He presently sauntered to the post office, where the mail was being
distributed. Here he found the sight-seers who had returned from the
treat of No. 4's flight, and many of the less enterprising citizens who
had merely come down for their mail. Gashwiler was among these, smoking
one of his choice cigars. He was not allowed to smoke in the house.

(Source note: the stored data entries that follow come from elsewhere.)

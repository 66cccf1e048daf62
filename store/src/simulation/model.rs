//! Brute-force reference model of a triple store.
//!
//! Holds the expected contents as plain tuples and answers patterns with a
//! full scan, so store results can be compared against it.

use std::collections::BTreeSet;

/// An (entity, relation, property) tuple.
pub type Triple = (String, String, String);

/// Expected store contents.
#[derive(Debug, Default)]
pub struct ReferenceModel {
    triples: BTreeSet<Triple>,
}

impl ReferenceModel {
    #[must_use]
    pub fn new() -> Self {
        Self::default()
    }

    /// Insert a triple. Returns `false` if it was already present.
    pub fn add(&mut self, entity: &str, relation: &str, property: &str) -> bool {
        self.triples
            .insert((entity.to_owned(), relation.to_owned(), property.to_owned()))
    }

    /// Triples matching the pattern, sorted by entity, relation, property.
    #[must_use]
    pub fn matching(&self, wildcard: &str, entity: &str, relation: &str, property: &str) -> Vec<Triple> {
        let accepts = |pattern: &str, value: &str| pattern == wildcard || pattern == value;
        self.triples
            .iter()
            .filter(|(e, r, p)| {
                accepts(entity, e.as_str())
                    && accepts(relation, r.as_str())
                    && accepts(property, p.as_str())
            })
            .cloned()
            .collect()
    }

    /// Remove triples matching the pattern. Returns how many were removed.
    pub fn remove(&mut self, wildcard: &str, entity: &str, relation: &str, property: &str) -> usize {
        let doomed = self.matching(wildcard, entity, relation, property);
        for triple in &doomed {
            self.triples.remove(triple);
        }
        doomed.len()
    }

    #[must_use]
    pub fn len(&self) -> usize {
        self.triples.len()
    }

    #[must_use]
    pub fn is_empty(&self) -> bool {
        self.triples.is_empty()
    }
}

#[cfg(test)]
mod tests {
    use super::*;

    #[test]
    fn test_model_add_and_match() {
        let mut model = ReferenceModel::new();
        assert!(model.add("a", "r", "p"));
        assert!(!model.add("a", "r", "p"));
        assert!(model.add("a", "s", "p"));
        assert_eq!(model.matching("*", "a", "*", "p").len(), 2);
        assert_eq!(model.matching("*", "*", "s", "*").len(), 1);
        assert!(model.matching("?", "*", "s", "*").is_empty());
    }

    #[test]
    fn test_model_remove() {
        let mut model = ReferenceModel::new();
        model.add("a", "r", "p");
        model.add("b", "r", "p");
        assert_eq!(model.remove("*", "*", "r", "*"), 2);
        assert!(model.is_empty());
    }
}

Merton, knowing this prohibition, strictly enforced by Mrs. Gashwiler,
threw his employer a glance of honest pity. Briefly he permitted
himself a vision of his own future home--a palatial bungalow in distant
Hollywood, with expensive cigars in elaborate humidors and costly
gold-tipped cigarettes in silver things on low tables. One might smoke
freely there in every room.
Under more of the Elmer Huff sort of gossip, and the rhythmic clump of
the cancelling stamp back of the drawers and boxes, he allowed himself a
further glimpse of this luxurious interior. He sat on a low couch, among
soft cushions, a magnificent bearskin rug beneath his feet. He smoked
one of the costly cigarettes and chatted with a young lady interviewer
from Photo Land.
"You ask of my wife," he was saying. "But she is more than a wife--she
is my best pal, and, I may add, she is also my severest critic."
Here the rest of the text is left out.